What you need to do: Where the line with "in unit-local space." appears below, start writing out lines exactly, and finish with the line with "pub fn sphere_count(&self)", which is included; write out nothing else.

--- Records to process Enclosed Below ---

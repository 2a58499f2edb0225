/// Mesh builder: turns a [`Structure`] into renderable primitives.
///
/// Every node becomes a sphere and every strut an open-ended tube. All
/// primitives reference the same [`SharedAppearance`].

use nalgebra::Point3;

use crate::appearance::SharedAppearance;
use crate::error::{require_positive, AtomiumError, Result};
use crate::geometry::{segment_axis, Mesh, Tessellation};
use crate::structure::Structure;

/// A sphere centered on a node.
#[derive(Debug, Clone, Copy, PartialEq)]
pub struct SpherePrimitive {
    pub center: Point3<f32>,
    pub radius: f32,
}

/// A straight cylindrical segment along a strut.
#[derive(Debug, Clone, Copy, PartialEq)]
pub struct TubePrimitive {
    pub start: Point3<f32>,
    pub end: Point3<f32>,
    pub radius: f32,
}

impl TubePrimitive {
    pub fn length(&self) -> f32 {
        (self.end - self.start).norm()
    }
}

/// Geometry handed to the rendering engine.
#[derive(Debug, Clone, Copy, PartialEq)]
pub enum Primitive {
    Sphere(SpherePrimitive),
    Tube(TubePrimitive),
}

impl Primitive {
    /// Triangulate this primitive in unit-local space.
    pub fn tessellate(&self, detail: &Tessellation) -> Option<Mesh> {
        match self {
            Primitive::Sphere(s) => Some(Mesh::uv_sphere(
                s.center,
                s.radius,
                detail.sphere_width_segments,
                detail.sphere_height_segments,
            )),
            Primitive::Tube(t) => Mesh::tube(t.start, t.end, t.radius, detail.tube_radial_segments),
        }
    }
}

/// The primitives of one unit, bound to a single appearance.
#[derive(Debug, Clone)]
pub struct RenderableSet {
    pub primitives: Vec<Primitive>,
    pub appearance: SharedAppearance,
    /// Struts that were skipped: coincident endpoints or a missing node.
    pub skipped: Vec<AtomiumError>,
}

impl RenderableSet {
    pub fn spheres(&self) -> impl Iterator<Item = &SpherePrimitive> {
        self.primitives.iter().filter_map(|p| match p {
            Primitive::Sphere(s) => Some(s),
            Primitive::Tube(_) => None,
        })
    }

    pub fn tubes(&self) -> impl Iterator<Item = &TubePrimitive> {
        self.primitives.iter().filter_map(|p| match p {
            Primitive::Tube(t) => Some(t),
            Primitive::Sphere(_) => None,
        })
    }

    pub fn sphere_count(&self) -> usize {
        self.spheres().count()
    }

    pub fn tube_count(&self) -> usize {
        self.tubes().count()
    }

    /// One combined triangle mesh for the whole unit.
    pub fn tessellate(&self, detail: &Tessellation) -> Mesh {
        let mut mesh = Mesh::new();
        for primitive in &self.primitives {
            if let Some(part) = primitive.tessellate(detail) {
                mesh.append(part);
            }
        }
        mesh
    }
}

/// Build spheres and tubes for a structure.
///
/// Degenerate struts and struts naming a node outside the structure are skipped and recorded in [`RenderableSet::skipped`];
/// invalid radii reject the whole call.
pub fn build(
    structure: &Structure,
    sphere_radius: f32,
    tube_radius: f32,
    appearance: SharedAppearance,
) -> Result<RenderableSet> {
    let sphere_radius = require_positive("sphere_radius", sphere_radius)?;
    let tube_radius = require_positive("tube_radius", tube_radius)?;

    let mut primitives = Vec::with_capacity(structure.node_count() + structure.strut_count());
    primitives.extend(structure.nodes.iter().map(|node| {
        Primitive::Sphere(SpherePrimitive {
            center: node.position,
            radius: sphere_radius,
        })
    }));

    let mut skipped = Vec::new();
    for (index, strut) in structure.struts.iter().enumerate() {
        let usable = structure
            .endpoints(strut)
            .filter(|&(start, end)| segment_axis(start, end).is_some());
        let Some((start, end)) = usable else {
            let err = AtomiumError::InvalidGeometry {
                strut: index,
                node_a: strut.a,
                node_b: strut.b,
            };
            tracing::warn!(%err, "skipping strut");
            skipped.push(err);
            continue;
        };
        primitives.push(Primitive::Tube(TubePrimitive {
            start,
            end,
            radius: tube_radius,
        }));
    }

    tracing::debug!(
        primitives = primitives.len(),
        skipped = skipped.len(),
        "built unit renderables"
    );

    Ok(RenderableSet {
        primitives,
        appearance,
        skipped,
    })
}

--- End of Enclosed Records to process ---
--- Records to process Enclosed Below ---

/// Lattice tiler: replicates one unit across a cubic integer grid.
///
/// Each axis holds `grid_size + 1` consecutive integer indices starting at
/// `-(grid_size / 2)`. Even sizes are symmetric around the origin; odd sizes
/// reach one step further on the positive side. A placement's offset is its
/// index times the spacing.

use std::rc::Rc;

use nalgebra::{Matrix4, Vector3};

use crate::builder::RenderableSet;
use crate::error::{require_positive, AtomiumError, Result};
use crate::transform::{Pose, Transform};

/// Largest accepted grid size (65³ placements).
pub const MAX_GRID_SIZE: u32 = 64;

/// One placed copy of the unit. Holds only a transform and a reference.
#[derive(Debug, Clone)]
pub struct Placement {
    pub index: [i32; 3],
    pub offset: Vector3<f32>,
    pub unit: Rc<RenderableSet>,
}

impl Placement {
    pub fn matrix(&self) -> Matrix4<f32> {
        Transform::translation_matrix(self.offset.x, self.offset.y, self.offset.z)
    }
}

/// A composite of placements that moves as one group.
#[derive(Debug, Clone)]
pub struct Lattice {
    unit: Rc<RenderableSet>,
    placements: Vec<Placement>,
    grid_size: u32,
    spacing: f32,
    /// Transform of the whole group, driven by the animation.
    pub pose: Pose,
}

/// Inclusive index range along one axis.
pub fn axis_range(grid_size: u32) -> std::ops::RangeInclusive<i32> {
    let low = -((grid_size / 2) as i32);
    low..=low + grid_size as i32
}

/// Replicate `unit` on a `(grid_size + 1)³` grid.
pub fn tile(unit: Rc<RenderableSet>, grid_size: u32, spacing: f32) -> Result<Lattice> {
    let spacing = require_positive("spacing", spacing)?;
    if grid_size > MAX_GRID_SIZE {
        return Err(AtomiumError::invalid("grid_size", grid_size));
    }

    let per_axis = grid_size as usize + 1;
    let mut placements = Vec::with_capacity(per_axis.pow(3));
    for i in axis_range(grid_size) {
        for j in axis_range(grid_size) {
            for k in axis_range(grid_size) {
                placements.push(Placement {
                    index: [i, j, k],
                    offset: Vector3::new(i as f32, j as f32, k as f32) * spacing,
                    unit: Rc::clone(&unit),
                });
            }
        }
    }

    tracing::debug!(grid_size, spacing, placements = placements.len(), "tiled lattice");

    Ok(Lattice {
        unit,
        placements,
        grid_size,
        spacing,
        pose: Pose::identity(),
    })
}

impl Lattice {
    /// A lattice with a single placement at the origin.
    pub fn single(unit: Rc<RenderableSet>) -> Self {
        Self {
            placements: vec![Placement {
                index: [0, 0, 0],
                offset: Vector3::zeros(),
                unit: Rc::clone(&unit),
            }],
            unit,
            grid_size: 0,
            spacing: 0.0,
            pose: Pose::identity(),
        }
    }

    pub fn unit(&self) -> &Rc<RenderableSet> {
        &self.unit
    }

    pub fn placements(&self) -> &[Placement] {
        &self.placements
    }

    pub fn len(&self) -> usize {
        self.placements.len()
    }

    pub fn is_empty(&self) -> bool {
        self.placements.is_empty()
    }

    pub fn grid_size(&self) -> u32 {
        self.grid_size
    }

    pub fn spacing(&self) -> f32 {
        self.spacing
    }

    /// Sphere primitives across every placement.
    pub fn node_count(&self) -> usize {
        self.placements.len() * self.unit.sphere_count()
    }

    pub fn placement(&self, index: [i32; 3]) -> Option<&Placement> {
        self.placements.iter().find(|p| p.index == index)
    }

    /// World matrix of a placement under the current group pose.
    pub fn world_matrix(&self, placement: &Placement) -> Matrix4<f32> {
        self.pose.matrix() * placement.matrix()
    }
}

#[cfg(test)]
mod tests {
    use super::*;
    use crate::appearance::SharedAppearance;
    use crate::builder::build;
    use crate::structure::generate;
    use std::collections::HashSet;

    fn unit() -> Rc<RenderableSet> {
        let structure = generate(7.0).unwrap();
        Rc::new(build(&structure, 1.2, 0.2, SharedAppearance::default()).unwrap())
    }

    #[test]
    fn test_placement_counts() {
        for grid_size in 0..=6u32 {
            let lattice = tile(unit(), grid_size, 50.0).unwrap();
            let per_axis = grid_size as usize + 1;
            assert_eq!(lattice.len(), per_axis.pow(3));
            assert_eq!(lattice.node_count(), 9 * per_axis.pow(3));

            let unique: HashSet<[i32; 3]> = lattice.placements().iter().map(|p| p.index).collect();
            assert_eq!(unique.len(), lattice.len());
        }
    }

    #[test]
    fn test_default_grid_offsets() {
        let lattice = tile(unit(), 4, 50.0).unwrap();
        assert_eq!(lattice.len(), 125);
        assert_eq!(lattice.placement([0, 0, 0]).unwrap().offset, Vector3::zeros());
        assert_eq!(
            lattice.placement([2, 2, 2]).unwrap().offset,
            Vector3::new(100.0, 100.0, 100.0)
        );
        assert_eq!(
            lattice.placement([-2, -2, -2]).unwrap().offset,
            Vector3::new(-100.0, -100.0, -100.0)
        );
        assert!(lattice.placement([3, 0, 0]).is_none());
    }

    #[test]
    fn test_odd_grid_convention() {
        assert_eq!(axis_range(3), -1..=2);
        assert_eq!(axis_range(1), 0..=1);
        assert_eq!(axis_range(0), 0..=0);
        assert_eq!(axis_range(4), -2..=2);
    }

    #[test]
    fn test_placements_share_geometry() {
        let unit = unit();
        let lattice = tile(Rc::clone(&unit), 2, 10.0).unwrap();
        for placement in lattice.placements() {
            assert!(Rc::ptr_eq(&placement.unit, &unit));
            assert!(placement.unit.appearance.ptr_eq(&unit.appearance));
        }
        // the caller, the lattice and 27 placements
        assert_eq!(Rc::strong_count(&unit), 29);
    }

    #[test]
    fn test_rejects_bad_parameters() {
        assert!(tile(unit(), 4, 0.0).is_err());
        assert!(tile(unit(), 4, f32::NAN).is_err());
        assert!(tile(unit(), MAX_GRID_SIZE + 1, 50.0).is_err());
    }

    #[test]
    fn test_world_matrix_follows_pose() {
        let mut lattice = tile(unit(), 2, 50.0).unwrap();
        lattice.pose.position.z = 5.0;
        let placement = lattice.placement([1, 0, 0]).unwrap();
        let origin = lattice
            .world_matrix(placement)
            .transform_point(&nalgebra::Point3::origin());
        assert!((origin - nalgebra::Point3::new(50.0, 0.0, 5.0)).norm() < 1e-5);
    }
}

--- End of Enclosed Records to process ---
--- Records to process Enclosed Below ---

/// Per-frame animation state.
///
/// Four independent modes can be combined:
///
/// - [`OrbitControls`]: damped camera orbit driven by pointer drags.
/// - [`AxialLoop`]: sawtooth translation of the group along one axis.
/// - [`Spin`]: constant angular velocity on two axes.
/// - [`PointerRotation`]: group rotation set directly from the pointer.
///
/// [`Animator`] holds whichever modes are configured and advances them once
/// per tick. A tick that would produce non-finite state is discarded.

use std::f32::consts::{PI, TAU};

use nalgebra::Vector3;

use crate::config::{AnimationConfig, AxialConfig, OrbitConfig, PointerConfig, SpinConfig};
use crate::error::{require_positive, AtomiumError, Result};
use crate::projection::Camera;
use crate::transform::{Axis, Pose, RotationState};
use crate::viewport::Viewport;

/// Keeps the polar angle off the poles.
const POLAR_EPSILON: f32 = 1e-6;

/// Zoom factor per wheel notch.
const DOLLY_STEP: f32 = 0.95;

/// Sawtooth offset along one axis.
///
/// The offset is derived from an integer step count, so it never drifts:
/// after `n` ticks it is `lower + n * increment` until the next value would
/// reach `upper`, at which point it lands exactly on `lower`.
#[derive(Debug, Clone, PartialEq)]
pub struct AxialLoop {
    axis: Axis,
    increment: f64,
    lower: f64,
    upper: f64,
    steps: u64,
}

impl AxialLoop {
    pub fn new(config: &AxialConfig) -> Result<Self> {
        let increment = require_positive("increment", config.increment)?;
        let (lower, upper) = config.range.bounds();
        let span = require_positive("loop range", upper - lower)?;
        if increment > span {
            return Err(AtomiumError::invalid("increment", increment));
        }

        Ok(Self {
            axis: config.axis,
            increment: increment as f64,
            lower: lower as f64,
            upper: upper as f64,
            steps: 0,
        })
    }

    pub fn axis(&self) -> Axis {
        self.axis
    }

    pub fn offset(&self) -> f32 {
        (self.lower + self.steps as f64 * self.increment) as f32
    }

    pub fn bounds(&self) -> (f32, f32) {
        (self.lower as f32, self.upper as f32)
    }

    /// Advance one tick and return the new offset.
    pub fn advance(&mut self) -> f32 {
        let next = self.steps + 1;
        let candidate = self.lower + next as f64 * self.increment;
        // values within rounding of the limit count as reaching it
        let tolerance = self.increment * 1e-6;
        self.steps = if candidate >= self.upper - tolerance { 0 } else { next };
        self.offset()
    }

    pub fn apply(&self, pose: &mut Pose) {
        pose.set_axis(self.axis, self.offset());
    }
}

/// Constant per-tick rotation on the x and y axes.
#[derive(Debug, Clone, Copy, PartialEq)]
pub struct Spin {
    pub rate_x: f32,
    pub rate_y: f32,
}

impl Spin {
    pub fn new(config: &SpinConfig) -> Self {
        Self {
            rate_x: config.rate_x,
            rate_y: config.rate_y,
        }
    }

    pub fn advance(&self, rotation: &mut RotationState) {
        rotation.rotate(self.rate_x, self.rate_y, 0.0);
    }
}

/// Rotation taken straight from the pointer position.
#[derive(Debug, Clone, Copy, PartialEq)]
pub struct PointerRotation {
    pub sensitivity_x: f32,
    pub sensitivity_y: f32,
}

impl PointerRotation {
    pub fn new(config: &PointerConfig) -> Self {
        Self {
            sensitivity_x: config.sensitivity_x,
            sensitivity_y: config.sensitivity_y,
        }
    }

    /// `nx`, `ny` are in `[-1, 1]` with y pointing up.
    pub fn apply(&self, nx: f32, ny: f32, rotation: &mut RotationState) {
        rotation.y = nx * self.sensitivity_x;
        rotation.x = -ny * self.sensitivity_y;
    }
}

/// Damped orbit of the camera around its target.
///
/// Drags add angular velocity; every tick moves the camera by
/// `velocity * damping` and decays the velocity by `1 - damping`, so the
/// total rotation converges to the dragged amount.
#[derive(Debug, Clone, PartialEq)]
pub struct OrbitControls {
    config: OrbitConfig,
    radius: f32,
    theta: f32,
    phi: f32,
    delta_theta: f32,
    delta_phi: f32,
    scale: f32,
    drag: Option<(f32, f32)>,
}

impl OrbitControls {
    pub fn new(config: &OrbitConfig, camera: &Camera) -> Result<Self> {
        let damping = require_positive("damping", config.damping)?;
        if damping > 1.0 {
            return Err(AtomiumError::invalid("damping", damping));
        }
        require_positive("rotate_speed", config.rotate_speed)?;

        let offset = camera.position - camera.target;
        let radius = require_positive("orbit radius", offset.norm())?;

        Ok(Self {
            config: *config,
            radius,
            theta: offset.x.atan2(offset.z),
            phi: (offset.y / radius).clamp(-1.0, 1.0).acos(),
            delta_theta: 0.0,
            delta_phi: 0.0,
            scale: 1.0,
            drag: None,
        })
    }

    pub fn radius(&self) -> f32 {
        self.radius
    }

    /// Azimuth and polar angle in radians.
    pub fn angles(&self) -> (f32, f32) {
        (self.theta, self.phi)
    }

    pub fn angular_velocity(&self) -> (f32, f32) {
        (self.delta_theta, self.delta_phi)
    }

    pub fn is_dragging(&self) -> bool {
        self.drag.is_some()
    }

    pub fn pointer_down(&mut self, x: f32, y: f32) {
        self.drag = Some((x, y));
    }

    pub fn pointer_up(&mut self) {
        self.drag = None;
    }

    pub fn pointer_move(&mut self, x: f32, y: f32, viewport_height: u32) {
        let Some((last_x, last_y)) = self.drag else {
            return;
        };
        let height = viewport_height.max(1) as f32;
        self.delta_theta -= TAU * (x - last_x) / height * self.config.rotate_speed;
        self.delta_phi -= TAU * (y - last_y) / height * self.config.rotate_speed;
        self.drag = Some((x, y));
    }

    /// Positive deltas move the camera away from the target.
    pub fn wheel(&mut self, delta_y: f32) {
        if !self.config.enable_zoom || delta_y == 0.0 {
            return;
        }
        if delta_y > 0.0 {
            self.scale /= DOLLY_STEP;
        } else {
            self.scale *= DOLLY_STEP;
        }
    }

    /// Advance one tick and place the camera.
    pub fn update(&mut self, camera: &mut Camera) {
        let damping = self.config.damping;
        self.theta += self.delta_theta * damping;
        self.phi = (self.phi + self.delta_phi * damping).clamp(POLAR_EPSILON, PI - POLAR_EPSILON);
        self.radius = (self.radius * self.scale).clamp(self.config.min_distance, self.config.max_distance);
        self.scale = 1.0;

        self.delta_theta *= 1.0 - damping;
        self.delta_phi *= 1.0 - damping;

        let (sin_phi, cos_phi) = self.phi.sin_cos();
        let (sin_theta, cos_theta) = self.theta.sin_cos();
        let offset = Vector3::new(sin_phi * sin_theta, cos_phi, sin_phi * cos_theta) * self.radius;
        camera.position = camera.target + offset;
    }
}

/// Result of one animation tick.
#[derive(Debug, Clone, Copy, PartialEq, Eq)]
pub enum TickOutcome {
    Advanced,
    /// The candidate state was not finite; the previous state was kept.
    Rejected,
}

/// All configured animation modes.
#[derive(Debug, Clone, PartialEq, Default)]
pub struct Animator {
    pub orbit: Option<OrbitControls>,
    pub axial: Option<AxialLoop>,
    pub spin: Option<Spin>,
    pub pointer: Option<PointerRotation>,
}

--- End of Enclosed Records to process ---

Written solution:
    /// Triangulate this primitive in unit-local space.
    pub fn tessellate(&self, detail: &Tessellation) -> Option<Mesh> {
        match self {
            Primitive::Sphere(s) => Some(Mesh::uv_sphere(
                s.center,
                s.radius,
                detail.sphere_width_segments,
                detail.sphere_height_segments,
            )),
            Primitive::Tube(t) => Mesh::tube(t.start, t.end, t.radius, detail.tube_radial_segments),
        }
    }
}

/// The primitives of one unit, bound to a single appearance.
#[derive(Debug, Clone)]
pub struct RenderableSet {
    pub primitives: Vec<Primitive>,
    pub appearance: SharedAppearance,
    /// Struts that were skipped: coincident endpoints or a missing node.
    pub skipped: Vec<AtomiumError>,
}

impl RenderableSet {
    pub fn spheres(&self) -> impl Iterator<Item = &SpherePrimitive> {
        self.primitives.iter().filter_map(|p| match p {
            Primitive::Sphere(s) => Some(s),
            Primitive::Tube(_) => None,
        })
    }

    pub fn tubes(&self) -> impl Iterator<Item = &TubePrimitive> {
        self.primitives.iter().filter_map(|p| match p {
            Primitive::Tube(t) => Some(t),
            Primitive::Sphere(_) => None,
        })
    }

    pub fn sphere_count(&self) -> usize {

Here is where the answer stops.